Int’l community mobilizing to fight climate change(1)
Special Report: Fight against Global Warming
BEIJING, Dec. 21 (Xinhua) -- The international community in 2007 mobilized to fight the daunting challenge of global climate change, and has moved forward from awareness of the critical issue to negotiations and actions to face it.
AWARENESS RAISED
With the rapid development of industrialization, human beings are using more and more fossil energy, bringing not only wealth but also a huge amount of contamination and greenhouse gases.
The U.N. Intergovernmental Panel on Climate Change (IPCC) issued a new report on the phenomenon earlier this year, warning that the world's average temperature, if left unchecked, could rise by as much as 2 to 4 degrees centigrade by 2080.
This could lead to a lack of drinking water for 1.1 to 3.2 billion people and famine for 200 to 600 million people besides endangering the lives of between 200 and 700 million with floods, the report said.
It stressed there is no ground for doubting the fact that the earth is getting warmer, adding that the rate of climate change would accelerate if no efforts are made to reduce emissions.
It also said human beings' activities are the major cause for climate change, which, if not controlled, will do serious harm to economies, societies and ecosystems worldwide.
This report has rung the alarm bells for the world, raised our awareness of the negative impacts of climate change and aroused a worldwide debate on the issue.
IPCC Chairman Rajendra Pachauri said leaders and citizens across the world must now pay unprecedented attention to the climate change problem.
NEGOTIATIONS LAUNCHED
Since the beginning of 2007, a series of high-level international conferences have made climate change one of their key topics to echo the sounding alarm.
Climate change was at the top of the agenda of the G-8 summit in Germany in June, a U.N. climate meeting in New York and the APEC meeting in Sydney, both in September, the East Asian Summit in Singapore and the Commonwealth Heads of Government Meeting in Uganda in November.
Through comprehensive exchanges and negotiations, many countries have reached a variety of consensus, agreeing that negotiations on climate change should be carried out under the U.N. framework, adaptation to climate change should not be neglected, and technological development and fund input are key factors to tackle climate change.
Although there are still many different views between developed and developing countries as well as among the developed countries themselves, the international community adopted the Bali Roadmap on December 15 after two weeks of exhausting bargaining and negotiations.
The roadmap, agreed on by over 180 countries meeting in Indonesia's resort island of Bali, includes a clear agenda for the key issues to be negotiated up to 2009, including action for adapting to the negative consequences of climate change, ways to reduce greenhouse gas emissions, ways to deploy climate-friendly technologies and financing both adaptation and mitigation measures.

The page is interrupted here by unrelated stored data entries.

//! DMARC checker.
//!
//! Reads the `_dmarc.<domain>` TXT record and scores policy strength, subdomain
//! policy, coverage, reporting and alignment.

mod parser;

use log::debug;

use crate::dns::{DnsError, DnsGateway, DnsResolver};
use crate::scoring::DmarcRubric;

use super::CheckResult;

pub use parser::{is_dmarc, Alignment, DmarcRecord, Policy, TagValue};

/// Scores the DMARC record for `domain`.
pub async fn check<R: DnsResolver>(
    gateway: &DnsGateway<R>,
    domain: &str,
    rubric: &DmarcRubric,
) -> CheckResult {
    let mut result = CheckResult::new(rubric.max);
    let name = format!("_dmarc.{domain}");

    let values = match gateway.txt(&name).await {
        Ok(values) => values,
        Err(DnsError::NxDomain) => {
            missing(&mut result, domain);
            return result;
        }
        Err(e) => {
            result.warning(format!("DMARC lookup failed ({e}); DMARC result is degraded"));
            return result;
        }
    };

    let records: Vec<&String> = values.iter().filter(|v| is_dmarc(v)).collect();
    let raw = match records.as_slice() {
        [] => {
            missing(&mut result, domain);
            return result;
        }
        [raw] => raw.as_str(),
        _ => {
            result.error_fix(
                format!("Multiple DMARC records found at {name}; receivers ignore all of them"),
                format!("Publish exactly one DMARC record at {name}"),
            );
            return result;
        }
    };

    match DmarcRecord::parse(raw) {
        Ok(record) => score(&mut result, &record, rubric),
        Err(e) => {
            debug!("DMARC record for {domain} rejected: {e}");
            result.error_fix(
                format!("DMARC record is malformed: {e}"),
                format!("Publish a DMARC record at {name}: v=DMARC1; p=reject; rua=mailto:dmarc@{domain}"),
            );
        }
    }
    result
}

fn missing(result: &mut CheckResult, domain: &str) {
    result.error_fix(
        "No DMARC record found",
        format!("Publish a DMARC record at _dmarc.{domain}: v=DMARC1; p=reject; rua=mailto:dmarc@{domain}"),
    );
}

fn score(result: &mut CheckResult, record: &DmarcRecord, rubric: &DmarcRubric) {
    result.award(rubric.present);
    result.success(format!("DMARC record found (p={})", record.policy));

    for error in &record.errors {
        result.error_fix(
            format!("DMARC syntax error: {error}"),
            format!("Fix the DMARC tag {}", error.fragment),
        );
    }

    match record.policy {
        Policy::Reject => {
            result.award(rubric.reject);
            result.success("DMARC policy is reject");
        }
        Policy::Quarantine => {
            result.award(rubric.quarantine);
            result.warn_fix(
                "DMARC policy is quarantine; reject gives full protection",
                "Move the DMARC policy to p=reject once reports show legitimate mail passes",
            );
        }
        Policy::None => {
            result.award(rubric.none);
            result.warn_fix(
                "DMARC policy is none (monitoring only); spoofed mail is still delivered",
                "Move the DMARC policy to p=quarantine, then p=reject",
            );
        }
    }

    match record.subdomain_policy {
        TagValue::Absent => result.award(rubric.subdomain),
        TagValue::Valid(sp) if sp >= record.policy => result.award(rubric.subdomain),
        TagValue::Valid(sp) => result.warn_fix(
            format!("Subdomain policy sp={sp} is weaker than p={}", record.policy),
            "Remove sp= or set it at least as strict as p=",
        ),
        TagValue::Invalid => {}
    }

    score_coverage(result, record, rubric);
    score_reporting(result, record, rubric);

    for (tag, value) in [("adkim", record.adkim), ("aspf", record.aspf)] {
        if value.valid() == Some(Alignment::Strict) {
            result.award(rubric.strict_alignment);
            result.success(format!("Strict {tag} alignment"));
        }
    }

    if record
        .fo
        .as_deref()
        .is_some_and(|fo| fo.split(':').any(|opt| matches!(opt.trim(), "1" | "d" | "s")))
    {
        result.success("Failure reporting options request reports on any authentication failure");
    }
}

fn score_coverage(result: &mut CheckResult, record: &DmarcRecord, rubric: &DmarcRubric) {
    match record.pct {
        TagValue::Absent | TagValue::Valid(100) => result.award(rubric.coverage),
        TagValue::Valid(0) => result.warning("DMARC pct=0: the policy is not applied to any mail"),
        TagValue::Valid(pct) => {
            // Any pct below 100 forfeits at least one point
            result.award(rubric.coverage * u32::from(pct) / 100);
            result.warn_fix(
                format!("DMARC policy applies to only {pct}% of mail"),
                "Raise DMARC pct to 100 or remove the pct tag",
            );
        }
        TagValue::Invalid => {}
    }
}

fn score_reporting(result: &mut CheckResult, record: &DmarcRecord, rubric: &DmarcRubric) {
    if !record.rua.is_empty() {
        result.award(rubric.rua);
        result.success(format!("Aggregate reports sent to {}", record.rua.join(", ")));
    } else if !record.ruf.is_empty() {
        result.award(rubric.ruf_only);
        result.info("Only forensic (ruf) reporting is configured; add rua= for aggregate reports");
    } else {
        result.info("No DMARC aggregate reporting; add rua=mailto:... to receive reports");
    }

    if !record.ignored_uris.is_empty() {
        result.warn_fix(
            format!(
                "Ignored non-mailto report URI(s): {}",
                record.ignored_uris.join(", ")
            ),
            "Use mailto: URIs for DMARC rua/ruf reporting",
        );
    }
}

#[cfg(test)]
mod tests {
    use tokio::time::Instant;

    use super::*;
    use crate::checks::Level;
    use crate::config::ScanOptions;
    use crate::dns::{MockResolver, RecordType};
    use crate::scoring::V1_0;

    async fn run(record: Option<&str>) -> CheckResult {
        let mock = MockResolver::new();
        if let Some(record) = record {
            mock.add_txt("_dmarc.example.com", record);
        }
        run_mock(&mock).await
    }

    async fn run_mock(mock: &MockResolver) -> CheckResult {
        let options = ScanOptions::default();
        let gateway = DnsGateway::new(mock.clone(), &options, Instant::now() + options.deadline);
        check(&gateway, "example.com", &V1_0.dmarc).await
    }

    #[tokio::test]
    async fn test_full_marks() {
        let result = run(Some("v=DMARC1; p=reject; pct=100; rua=mailto:x@y.com")).await;
        assert_eq!(result.points, 40, "{:?}", result.messages);
        assert_eq!(result.remediation().count(), 0);
    }

    #[tokio::test]
    async fn test_missing_record() {
        let result = run(None).await;
        assert_eq!(result.points, 0);
        assert!(result.has_message(Level::Error, "No DMARC record found"));
        let hints: Vec<_> = result.remediation().collect();
        assert_eq!(hints.len(), 1);
        assert!(hints[0].contains("_dmarc.example.com"));
    }

    #[tokio::test]
    async fn test_nxdomain_is_missing() {
        let mock = MockResolver::new();
        mock.set_nxdomain("_dmarc.example.com");
        let result = run_mock(&mock).await;
        assert_eq!(result.points, 0);
        assert!(result.has_message(Level::Error, "No DMARC record found"));
    }

    #[tokio::test]
    async fn test_unrelated_txt_is_ignored() {
        let result = run(Some("google-site-verification=abc")).await;
        assert!(result.has_message(Level::Error, "No DMARC record found"));
    }

    #[tokio::test(start_paused = true)]
    async fn test_transient_failure_degrades() {
        let mock = MockResolver::new();
        mock.fail("_dmarc.example.com", RecordType::Txt, DnsError::ServFail);
        let result = run_mock(&mock).await;
        assert_eq!(result.points, 0);
        assert!(result.has_message(Level::Warning, "degraded"));
    }

    #[tokio::test]
    async fn test_multiple_records() {
        let mock = MockResolver::new();
        mock.add_txt("_dmarc.example.com", "v=DMARC1; p=reject");
        mock.add_txt("_dmarc.example.com", "v=DMARC1; p=none");
        let result = run_mock(&mock).await;
        assert_eq!(result.points, 0);
        assert!(result.has_message(Level::Error, "Multiple DMARC records"));
    }

    #[tokio::test]
    async fn test_malformed_policy() {
        let result = run(Some("v=DMARC1; p=block; rua=mailto:x@y.com")).await;
        assert_eq!(result.points, 0);
        assert!(result.has_message(Level::Error, "p=block"));
    }

    #[tokio::test]
    async fn test_policy_strength() {
        // present + policy + subdomain + coverage, no reporting
        for (policy, points) in [("reject", 36), ("quarantine", 28), ("none", 18)] {
            let result = run(Some(&format!("v=DMARC1; p={policy}"))).await;
            assert_eq!(result.points, points, "p={policy}");
            assert!(result.has_message(Level::Info, "No DMARC aggregate reporting"));
        }
        let none = run(Some("v=DMARC1; p=none")).await;
        assert!(none.has_message(Level::Warning, "monitoring only"));
    }

    #[tokio::test]
    async fn test_weaker_subdomain_policy() {
        let result = run(Some("v=DMARC1; p=reject; sp=none; rua=mailto:x@y.com")).await;
        assert_eq!(result.points, 38);
        assert!(result.has_message(Level::Warning, "sp=none is weaker than p=reject"));

        let stronger = run(Some("v=DMARC1; p=quarantine; sp=reject; rua=mailto:x@y.com")).await;
        assert_eq!(stronger.points, 10 + 12 + 2 + 4 + 4);
    }

    #[tokio::test]
    async fn test_partial_coverage_is_proportional() {
        let result = run(Some("v=DMARC1; p=reject; pct=50; rua=mailto:x@y.com")).await;
        assert_eq!(result.points, 38);
        assert!(result.has_message(Level::Warning, "only 50%"));

        for pct in [90, 99] {
            let record = format!("v=DMARC1; p=reject; pct={pct}; rua=mailto:x@y.com");
            let result = run(Some(&record)).await;
            assert_eq!(result.points, 39, "pct={pct}");
        }

        let zero = run(Some("v=DMARC1; p=reject; pct=0; rua=mailto:x@y.com")).await;
        assert_eq!(zero.points, 36);
        assert!(zero.has_message(Level::Warning, "not applied"));
    }

    #[tokio::test]
    async fn test_invalid_optional_tags_forfeit_their_credit() {
        let result = run(Some("v=DMARC1; p=reject; pct=abc; sp=maybe; rua=mailto:x@y.com")).await;
        assert_eq!(result.points, 10 + 20 + 4);
        assert!(result.has_message(Level::Error, "'pct=abc'"));
        assert!(result.has_message(Level::Error, "'sp=maybe'"));
    }

    #[tokio::test]
    async fn test_reporting_credit() {
        let ruf_only = run(Some("v=DMARC1; p=reject; ruf=mailto:f@y.com")).await;
        assert_eq!(ruf_only.points, 38);
        assert!(ruf_only.has_message(Level::Info, "Only forensic"));

        let https = run(Some("v=DMARC1; p=reject; rua=https://r.example.com")).await;
        assert_eq!(https.points, 36);
        assert!(https.has_message(Level::Warning, "non-mailto"));
    }

    #[tokio::test]
    async fn test_strict_alignment_is_capped() {
        let result = run(Some(
            "v=DMARC1; p=quarantine; adkim=s; aspf=s; rua=mailto:x@y.com; fo=1",
        ))
        .await;
        assert_eq!(result.points, 10 + 12 + 2 + 4 + 4 + 2);
        assert!(result.has_message(Level::Success, "Strict adkim"));
        assert!(result.has_message(Level::Success, "Failure reporting"));

        let full = run(Some("v=DMARC1; p=reject; adkim=s; aspf=s; rua=mailto:x@y.com")).await;
        assert_eq!(full.points, 40);
    }
}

U.N. Secretary-General Ban Ki-moon expressed his welcome of the outcome of the climate change conference in Bali, saying the Bali Agenda achieves three objectives: launching negotiations on a global climate change agreement, agreeing to an agenda for the negotiations, and agreeing to complete them by 2009.
He believes the Bali Roadmap is a pivotal first step toward an agreement that can address the threat of climate change.